Extracted records:
_ _ _ _ _ _ _

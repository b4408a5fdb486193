//! Arithmetic primitives over operand text
//!
//! Operands arrive as the text the user typed. They are parsed as
//! single-precision floats, combined, and rendered back to text: integral
//! values without a decimal point, everything else with the shortest `f32`
//! representation that round-trips.
//!
//! Text that is not a finite number is a caller bug and fails with
//! [`CalcError::InvalidOperand`].

use crate::core::{CalcError, CalcResult, Operator};

/// Addition: lhs + rhs
pub fn add(lhs: &str, rhs: &str) -> CalcResult<String> {
    let result = parse_operand(lhs)? + parse_operand(rhs)?;
    finish(result)
}

/// Subtraction: lhs - rhs
pub fn subtract(lhs: &str, rhs: &str) -> CalcResult<String> {
    let result = parse_operand(lhs)? - parse_operand(rhs)?;
    finish(result)
}

/// Multiplication: lhs * rhs
pub fn multiply(lhs: &str, rhs: &str) -> CalcResult<String> {
    let result = parse_operand(lhs)? * parse_operand(rhs)?;
    finish(result)
}

/// Division: lhs / rhs
pub fn divide(lhs: &str, rhs: &str) -> CalcResult<String> {
    let dividend = parse_operand(lhs)?;
    let divisor = parse_operand(rhs)?;
    if divisor == 0.0 {
        return Err(CalcError::DivisionByZero);
    }
    finish(dividend / divisor)
}

/// Square: operand * operand
pub fn square(operand: &str) -> CalcResult<String> {
    let value = parse_operand(operand)?;
    finish(value * value)
}

/// Square root, taken in double precision and narrowed to `f32`
pub fn square_root(operand: &str) -> CalcResult<String> {
    let value = parse_wide_operand(operand)?;
    finish(value.sqrt() as f32)
}

/// Applies a two-operand operator
pub fn binary(op: Operator, lhs: &str, rhs: &str) -> CalcResult<String> {
    match op {
        Operator::Add => add(lhs, rhs),
        Operator::Subtract => subtract(lhs, rhs),
        Operator::Multiply => multiply(lhs, rhs),
        Operator::Divide => divide(lhs, rhs),
        Operator::Square | Operator::SquareRoot => Err(CalcError::InvalidResult(format!(
            "{op} takes a single operand"
        ))),
    }
}

/// Applies a one-operand operator
pub fn unary(op: Operator, operand: &str) -> CalcResult<String> {
    match op {
        Operator::Square => square(operand),
        Operator::SquareRoot => square_root(operand),
        Operator::Add | Operator::Subtract | Operator::Multiply | Operator::Divide => Err(
            CalcError::InvalidResult(format!("{op} needs two operands")),
        ),
    }
}

/// Formats a value for the display.
///
/// Integral values drop the fractional part entirely (`4.0` becomes `"4"`,
/// negative zero becomes `"0"`).
#[must_use]
pub fn format_value(value: f32) -> String {
    if value.fract() == 0.0 {
        if value == 0.0 {
            return "0".to_string();
        }
        format!("{value:.0}")
    } else {
        value.to_string()
    }
}

/// Parses display text back into a value, `None` if it is not a number
#[must_use]
pub fn parse_value(text: &str) -> Option<f32> {
    text.parse::<f32>().ok().filter(|v| v.is_finite())
}

fn parse_operand(text: &str) -> CalcResult<f32> {
    parse_value(text).ok_or_else(|| CalcError::InvalidOperand(text.to_string()))
}

fn parse_wide_operand(text: &str) -> CalcResult<f64> {
    text.parse::<f64>()
        .ok()
        .filter(|v| v.is_finite())
        .ok_or_else(|| CalcError::InvalidOperand(text.to_string()))
}

fn finish(result: f32) -> CalcResult<String> {
    if result.is_nan() {
        Err(CalcError::InvalidResult("NaN".into()))
    } else if result.is_infinite() {
        Err(CalcError::InvalidResult("infinity".into()))
    } else {
        Ok(format_value(result))
    }
}
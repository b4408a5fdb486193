//! Command runners

use std::io::{self, IsTerminal, Write};

use crossterm::{
    cursor,
    event::{self, DisableMouseCapture, EnableMouseCapture, Event, KeyEventKind},
    execute,
    terminal::{disable_raw_mode, enable_raw_mode, EnterAlternateScreen, LeaveAlternateScreen},
};
use memcalc::core::{InputStateMachine, Token, Update};
use memcalc::tui::{keypad_area, render, CalculatorApp, InputHandler, LAYOUT};
use ratatui::{backend::Backend, backend::CrosstermBackend, layout::Rect, Terminal};
use tracing::{debug, info};

use crate::commands::PressArgs;
use crate::error::{CliError, CliResult};

/// Presses every token in order and prints the outcome
///
/// All labels are parsed before the first press, so an unknown label
/// leaves no partial output behind.
pub fn run_press<W: Write>(args: &PressArgs, out: &mut W) -> CliResult<()> {
    let tokens = args
        .tokens
        .iter()
        .map(|label| label.parse::<Token>())
        .collect::<Result<Vec<_>, _>>()?;

    let mut machine = InputStateMachine::new();
    let mut update = Update::default();
    for token in tokens {
        update = machine.handle_input(token);
        if args.steps {
            write_step(out, &machine, token, &update, args.json)?;
        }
    }

    if !args.steps {
        if args.json {
            writeln!(out, "{}", serde_json::to_string_pretty(&machine.snapshot())?)?;
        } else {
            writeln!(out, "{}", update.display)?;
        }
    }
    Ok(())
}

fn write_step<W: Write>(
    out: &mut W,
    machine: &InputStateMachine,
    token: Token,
    update: &Update,
    json: bool,
) -> CliResult<()> {
    if json {
        writeln!(out, "{}", serde_json::to_string(&machine.snapshot())?)?;
        return Ok(());
    }
    match update.highlight {
        Some(op) => writeln!(out, "{:<3} | {} [{op}]", token.label(), update.display)?,
        None => writeln!(out, "{:<3} | {}", token.label(), update.display)?,
    }
    Ok(())
}

/// Prints the keypad labels, one panel row per line
pub fn run_tokens<W: Write>(out: &mut W) -> CliResult<()> {
    for row in &LAYOUT {
        let labels: Vec<&str> = row.iter().map(|token| token.label()).collect();
        writeln!(out, "{}", labels.join(" "))?;
    }
    Ok(())
}

/// Runs the interactive keypad until the user quits
pub fn run_tui() -> CliResult<()> {
    if !io::stdout().is_terminal() {
        return Err(CliError::invalid_argument(
            "the keypad needs an interactive terminal; use `memcalc press` instead",
        ));
    }

    let guard = TerminalGuard::enter()?;
    let mut terminal = Terminal::new(CrosstermBackend::new(io::stdout()))?;
    info!("keypad opened");

    let result = run_app(&mut terminal);

    drop(guard);
    info!("keypad closed");
    result
}

/// Raw mode, alternate screen and mouse capture, undone on drop
///
/// Dropping restores the terminal on every exit path, including a failed
/// setup step.
struct TerminalGuard;

impl TerminalGuard {
    fn enter() -> io::Result<Self> {
        enable_raw_mode()?;
        let guard = Self;
        execute!(io::stdout(), EnterAlternateScreen, EnableMouseCapture)?;
        Ok(guard)
    }
}

impl Drop for TerminalGuard {
    fn drop(&mut self) {
        if let Err(e) = disable_raw_mode() {
            debug!(error = %e, "cannot leave raw mode");
        }
        if let Err(e) = restore_screen(&mut io::stdout()) {
            debug!(error = %e, "cannot restore screen");
        }
    }
}

fn restore_screen<W: Write>(out: &mut W) -> io::Result<()> {
    execute!(out, LeaveAlternateScreen, DisableMouseCapture, cursor::Show)
}

fn run_app<B: Backend>(terminal: &mut Terminal<B>) -> CliResult<()> {
    let mut app = CalculatorApp::new();
    let input_handler = InputHandler::new();

    while !app.should_quit() {
        terminal.draw(|f| render(&app, f))?;

        match event::read()? {
            Event::Key(key) if key.kind == KeyEventKind::Press => {
                app.apply(input_handler.handle_key(key));
            }
            Event::Mouse(mouse) => {
                if let Some((x, y)) = input_handler.click_position(mouse) {
                    let size = terminal.size()?;
                    let area = keypad_area(Rect::new(0, 0, size.width, size.height));
                    if app.click(area, x, y).is_none() {
                        debug!(x, y, "click outside the keypad");
                    }
                }
            }
            _ => {}
        }
    }

    Ok(())
}
//! Socket timeout configuration for probes.
//!
//! Every probe opens one TCP connection, speaks SMTP until STARTTLS and then
//! performs a single TLS handshake. Each socket operation is bounded by one of
//! the timeouts below, which is what limits how long an abandoned run can hang
//! after the batch timeout has fired.
//!
//! The defaults follow the five minute RFC 5321 recommendation for SMTP
//! command replies.

use std::time::Duration;

use serde::{Deserialize, Serialize};

/// Common interface for anything that bounds socket operations.
pub trait TimeoutConfig {
    /// Timeout for establishing the TCP connection.
    fn connect_timeout(&self) -> Duration;

    /// Timeout for a single write.
    fn send_timeout(&self) -> Duration;

    /// Timeout for a single read.
    fn receive_timeout(&self) -> Duration;
}

/// Timeouts applied to every probe connection.
#[derive(Debug, Clone, PartialEq, Eq, Serialize, Deserialize)]
pub struct ProbeTimeouts {
    /// Timeout for the TCP connect.
    ///
    /// Default: 300 seconds
    #[serde(default = "defaults::connect_secs")]
    pub connect_secs: u64,

    /// Timeout for each write on the socket.
    ///
    /// Default: 300 seconds
    #[serde(default = "defaults::send_secs")]
    pub send_secs: u64,

    /// Timeout for each read on the socket.
    ///
    /// Default: 300 seconds
    #[serde(default = "defaults::receive_secs")]
    pub receive_secs: u64,
}

impl Default for ProbeTimeouts {
    fn default() -> Self {
        Self {
            connect_secs: defaults::connect_secs(),
            send_secs: defaults::send_secs(),
            receive_secs: defaults::receive_secs(),
        }
    }
}

impl ProbeTimeouts {
    /// The same timeout for every operation; handy in tests.
    #[must_use]
    pub const fn uniform(secs: u64) -> Self {
        Self {
            connect_secs: secs,
            send_secs: secs,
            receive_secs: secs,
        }
    }
}

impl TimeoutConfig for ProbeTimeouts {
    fn connect_timeout(&self) -> Duration {
        Duration::from_secs(self.connect_secs)
    }

    fn send_timeout(&self) -> Duration {
        Duration::from_secs(self.send_secs)
    }

    fn receive_timeout(&self) -> Duration {
        Duration::from_secs(self.receive_secs)
    }
}

mod defaults {
    pub const fn connect_secs() -> u64 {
        300 // 5 minutes
    }
    pub const fn send_secs() -> u64 {
        300
    }
    pub const fn receive_secs() -> u64 {
        300
    }
}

_ _ _ _ _ _ _

WHAT NEEDS TO BE DONE:
Find the word "Applies" in the entries above, then copy each line that holds it.

SOLUTION TO THIS PROBLEM:
/// Applies a two-operand operator
/// Applies a one-operand operator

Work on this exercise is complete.